Columbus_ The Four Voyages - Laurence Bergreen [55]
Thick mats of seaweed clogged the harbor, he noticed. He had seen it before, “in the gulf when they came upon the discovery,” and in his experience it grew only in shallow waters near land. “If so,” he guessed, “these Indies were very near the Canary Islands,” his jumping-off point before heading out to the uncharted Atlantic, which he called the Ocean Sea, “and for that reason he believed that they were less than 400 leagues distant.” In fact, he would have to traverse more than twice that distance.
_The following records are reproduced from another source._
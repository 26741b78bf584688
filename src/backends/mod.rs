//! Inference engines for the segmentation model
//!
//! - ONNX Runtime backend (GPU acceleration via CUDA/CoreML)
//! - Tract backend (pure Rust, no external dependencies)
//!
//! Backends are created through a [`BackendFactory`] so the segmentation
//! service can be exercised with a mock in tests.

#[cfg(feature = "onnx")]
pub mod onnx;

#[cfg(feature = "tract")]
pub mod tract;

#[cfg(test)]
pub mod test_utils;

#[cfg(feature = "onnx")]
pub use self::onnx::OnnxBackend;

#[cfg(feature = "tract")]
pub use self::tract::TractBackend;

use crate::{
    config::{BackendType, InferenceConfig},
    error::Result,
    inference::InferenceBackend,
};

/// Fallback shapes when no model file is attached
#[cfg(any(feature = "onnx", feature = "tract"))]
const DEFAULT_INPUT_SHAPE: (usize, usize, usize, usize) = (1, 3, 320, 320);
#[cfg(any(feature = "onnx", feature = "tract"))]
const DEFAULT_OUTPUT_SHAPE: (usize, usize, usize, usize) = (1, 1, 320, 320);

/// Rebuild the engine's flat output as a `1x1xHxW` saliency tensor
///
/// U²-Net emits one channel per side output head; only the first batch item
/// of the first channel is meaningful.
#[cfg(any(feature = "onnx", feature = "tract"))]
fn saliency_tensor(shape: &[usize], data: Vec<f32>) -> Result<ndarray::Array4<f32>> {
    use crate::error::CompositeError;

    let &[batch, channels, height, width] = shape else {
        return Err(CompositeError::inference(format!(
            "model produced a {}D tensor, expected NCHW",
            shape.len()
        )));
    };
    if batch == 0 || channels == 0 {
        return Err(CompositeError::inference(format!(
            "model produced an empty tensor {shape:?}"
        )));
    }

    let full = ndarray::Array4::from_shape_vec((batch, channels, height, width), data)
        .map_err(|e| CompositeError::inference(format!("output does not match {shape:?}: {e}")))?;
    if batch == 1 && channels == 1 {
        return Ok(full);
    }
    Ok(full
        .slice(ndarray::s![0..1, 0..1, .., ..])
        .to_owned())
}

/// Trait for creating inference backends
pub trait BackendFactory: Send + Sync {
    /// Create an uninitialized backend for the configured model
    ///
    /// # Errors
    /// - Model file missing or not an `.onnx` file
    /// - Requested backend not compiled into this build
    fn create_backend(&self, config: &InferenceConfig) -> Result<Box<dyn InferenceBackend>>;
}

/// Factory for the backends compiled into this build
#[derive(Debug, Default, Clone, Copy)]
pub struct DefaultBackendFactory;

impl DefaultBackendFactory {
    /// Backends enabled through cargo features
    #[must_use]
    pub fn available_backends() -> Vec<BackendType> {
        let mut backends = Vec::new();
        if cfg!(feature = "onnx") {
            backends.push(BackendType::Onnx);
        }
        if cfg!(feature = "tract") {
            backends.push(BackendType::Tract);
        }
        backends
    }
}

impl BackendFactory for DefaultBackendFactory {
    fn create_backend(&self, config: &InferenceConfig) -> Result<Box<dyn InferenceBackend>> {
        match config.backend_type {
            BackendType::Onnx => {
                #[cfg(feature = "onnx")]
                {
                    let model_manager = crate::models::ModelManager::with_model_file(&config.model_path)?;
                    Ok(Box::new(OnnxBackend::with_model_manager(model_manager)))
                }
                #[cfg(not(feature = "onnx"))]
                {
                    Err(crate::error::CompositeError::model(
                        "ONNX backend not compiled in. Rebuild with the 'onnx' feature.",
                    ))
                }
            },
            BackendType::Tract => {
                #[cfg(feature = "tract")]
                {
                    let model_manager = crate::models::ModelManager::with_model_file(&config.model_path)?;
                    Ok(Box::new(TractBackend::with_model_manager(model_manager)))
                }
                #[cfg(not(feature = "tract"))]
                {
                    Err(crate::error::CompositeError::model(
                        "Tract backend not compiled in. Rebuild with the 'tract' feature.",
                    ))
                }
            },
        }
    }
}
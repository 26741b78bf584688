//! End-to-end compositing pipeline
//!
//! preprocess → segment → normalize → resize mask → extract → composite

use crate::{
    compositor::{Compositor, Placement, ScaleFactor},
    error::Result,
    foreground::{BoundingBox, Foreground, ForegroundExtractor},
    mask::SaliencyMap,
    segmentation::SegmentationService,
    utils::ImagePreprocessor,
};
use image::{DynamicImage, RgbImage};
use instant::Instant;
use serde::Serialize;
use std::sync::Arc;
use tracing::{debug, info, instrument, span, Level};

/// Wall-clock time spent in each pipeline stage
#[derive(Debug, Clone, Default, PartialEq, Eq, Serialize)]
pub struct ProcessingTimings {
    pub preprocessing_ms: u64,
    pub inference_ms: u64,
    pub mask_ms: u64,
    pub compositing_ms: u64,
    pub total_ms: u64,
}

impl ProcessingTimings {
    fn elapsed_ms(start: Instant) -> u64 {
        u64::try_from(start.elapsed().as_millis()).unwrap_or(u64::MAX)
    }
}

/// Output of one pipeline run
#[derive(Debug, Clone)]
pub struct CompositeResult {
    /// Background-sized RGB composite
    pub image: RgbImage,
    /// Subject extent in source coordinates
    pub bbox: Option<BoundingBox>,
    /// Subject position on the background
    pub placement: Option<Placement>,
    pub timings: ProcessingTimings,
}

impl CompositeResult {
    /// Whether a subject was found and pasted
    #[must_use]
    pub fn has_subject(&self) -> bool {
        self.bbox.is_some()
    }
}

/// Runs the full pipeline against a shared segmentation service
#[derive(Debug, Clone)]
pub struct CompositeProcessor {
    segmentation: Arc<SegmentationService>,
    extractor: ForegroundExtractor,
    compositor: Compositor,
}

impl CompositeProcessor {
    #[must_use]
    pub fn new(segmentation: Arc<SegmentationService>, mask_threshold: f32) -> Self {
        Self {
            segmentation,
            extractor: ForegroundExtractor::new(mask_threshold),
            compositor: Compositor::new(),
        }
    }

    #[must_use]
    pub fn segmentation(&self) -> &Arc<SegmentationService> {
        &self.segmentation
    }

    /// Cut the salient subject out of `source`
    ///
    /// # Errors
    /// - Model load or inference failures
    /// - Non-finite model output
    pub fn extract_foreground(&self, source: &DynamicImage) -> Result<Foreground> {
        let mut timings = ProcessingTimings::default();
        self.extract_with_timings(source, &mut timings)
    }

    fn extract_with_timings(
        &self,
        source: &DynamicImage,
        timings: &mut ProcessingTimings,
    ) -> Result<Foreground> {
        let (width, height) = (source.width(), source.height());

        let input_tensor = {
            let _span = span!(Level::DEBUG, "preprocessing", width, height).entered();
            let start = Instant::now();
            let preprocessing_config = self.segmentation.preprocessing_config()?;
            let tensor = ImagePreprocessor::preprocess_for_inference(source, &preprocessing_config)?;
            timings.preprocessing_ms = ProcessingTimings::elapsed_ms(start);
            tensor
        };

        let output_tensor = {
            let _span = span!(Level::INFO, "inference").entered();
            let start = Instant::now();
            let output = self.segmentation.predict(&input_tensor)?;
            timings.inference_ms = ProcessingTimings::elapsed_ms(start);
            output
        };

        let _span = span!(Level::DEBUG, "mask", width, height).entered();
        let start = Instant::now();
        let mask = SaliencyMap::from_model_output(&output_tensor)?
            .normalize()
            .resize(width, height)?;
        let foreground = self.extractor.extract(&source.to_rgb8(), &mask)?;
        timings.mask_ms = ProcessingTimings::elapsed_ms(start);

        debug!(bbox = ?foreground.bbox, "Foreground extracted");
        Ok(foreground)
    }

    /// Composite the subject of `source` onto `background`
    ///
    /// # Errors
    /// - Model load or inference failures
    /// - Non-finite model output
    #[instrument(
        skip(self, source, background),
        fields(
            source = %format!("{}x{}", source.width(), source.height()),
            background = %format!("{}x{}", background.width(), background.height()),
            scale = scale.get()
        )
    )]
    pub fn process(
        &self,
        source: &DynamicImage,
        background: &DynamicImage,
        scale: ScaleFactor,
    ) -> Result<CompositeResult> {
        let total_start = Instant::now();
        let mut timings = ProcessingTimings::default();

        let foreground = self.extract_with_timings(source, &mut timings)?;

        let image = {
            let _span = span!(Level::DEBUG, "compositing").entered();
            let start = Instant::now();
            let image = self.compositor.composite(&foreground, background, scale);
            timings.compositing_ms = ProcessingTimings::elapsed_ms(start);
            image
        };

        timings.total_ms = ProcessingTimings::elapsed_ms(total_start);
        info!(
            total_ms = timings.total_ms,
            inference_ms = timings.inference_ms,
            subject = foreground.bbox.is_some(),
            "Composite complete"
        );

        Ok(CompositeResult {
            image,
            bbox: foreground.bbox,
            placement: Compositor::placement(foreground.bbox, background, scale),
            timings,
        })
    }
}

#[cfg(test)]
mod tests {
    use super::*;
    use crate::{
        backends::test_utils::{MockBackend, MockBackendFactory, MockOutput},
        config::{InferenceConfig, DEFAULT_MASK_THRESHOLD},
        error::CompositeError,
    };
    use image::Rgb;

    fn processor_with(backend: MockBackend) -> CompositeProcessor {
        let service = SegmentationService::with_factory(
            InferenceConfig::default(),
            Box::new(MockBackendFactory::new(backend)),
        );
        CompositeProcessor::new(Arc::new(service), DEFAULT_MASK_THRESHOLD)
    }

    fn solid(width: u32, height: u32, color: [u8; 3]) -> DynamicImage {
        DynamicImage::ImageRgb8(RgbImage::from_pixel(width, height, Rgb(color)))
    }

    #[test]
    fn test_subject_lands_bottom_centre() {
        let processor = processor_with(MockBackend::new());
        let source = solid(160, 160, [250, 10, 10]);
        let background = solid(400, 300, [0, 0, 200]);

        let result = processor
            .process(&source, &background, ScaleFactor::new(0.5))
            .unwrap();

        assert_eq!(result.image.dimensions(), (400, 300));
        let placement = result.placement.unwrap();
        assert_eq!(placement.height, 150);
        assert_eq!(placement.y + placement.height, 300);
        let left = placement.x;
        let right = 400 - (placement.x + i64::from(placement.width));
        assert!(left.abs_diff(right) <= 1);

        // Disc centre is foreground, top-left corner is untouched background
        let centre = result.image.get_pixel(200, 300 - 75);
        assert!(centre[0] > 200);
        assert_eq!(result.image.get_pixel(0, 0), &Rgb([0, 0, 200]));
    }

    #[test]
    fn test_constant_saliency_returns_background() {
        let processor = processor_with(MockBackend::new().with_output(MockOutput::Constant(3.0)));
        let background = solid(64, 32, [1, 2, 3]);

        let result = processor
            .process(&solid(50, 50, [200, 200, 200]), &background, ScaleFactor::default())
            .unwrap();

        assert!(!result.has_subject());
        assert!(result.placement.is_none());
        assert_eq!(result.image.as_raw(), background.to_rgb8().as_raw());
    }

    #[test]
    fn test_non_finite_output_is_inference_error() {
        let processor =
            processor_with(MockBackend::new().with_output(MockOutput::Constant(f32::NAN)));

        let err = processor
            .process(&solid(8, 8, [0, 0, 0]), &solid(8, 8, [0, 0, 0]), ScaleFactor::default())
            .unwrap_err();
        assert!(matches!(err, CompositeError::Inference(_)));
    }

    #[test]
    fn test_model_failure_propagates() {
        let processor = processor_with(MockBackend::new_failing_init());

        let err = processor.extract_foreground(&solid(8, 8, [0, 0, 0])).unwrap_err();
        assert!(matches!(err, CompositeError::Model(_)));
    }

    #[test]
    fn test_rect_mask_maps_to_source_coordinates() {
        // Right half of the model frame is salient
        let processor =
            processor_with(MockBackend::new().with_output(MockOutput::Rect(0, 160, 319, 319)));

        let foreground = processor
            .extract_foreground(&solid(200, 100, [5, 5, 5]))
            .unwrap();
        let bbox = foreground.bbox.unwrap();

        assert_eq!(bbox.min_row, 0);
        assert_eq!(bbox.max_row, 99);
        assert_eq!(bbox.max_col, 199);
        assert!((95..=105).contains(&bbox.min_col));
    }
}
The ever-present drifting seaweed was the brown algae, commonly called gulfweed, or sargassum, from which the huge Sargasso Sea takes its name. His fleet had silently and unwittingly entered a sea like no other, stretching two thousand miles east from Bermuda. The water of the Sargasso Sea was intensely blue, so clear that he could gaze two hundred feet into its depths. The sea extends fifteen thousand feet—nearly three miles—to the ocean’s floor. This strange, shoreless sea is defined by the confluence of four currents known as the North Atlantic Subtropical Gyre. (In oceanography, a gyre denotes a system of rotating ocean currents generated by large-scale wind movements.) When Columbus sailed through the Sargasso Sea, he experienced a unique combination of wind and water and plant life in the form of sargassum.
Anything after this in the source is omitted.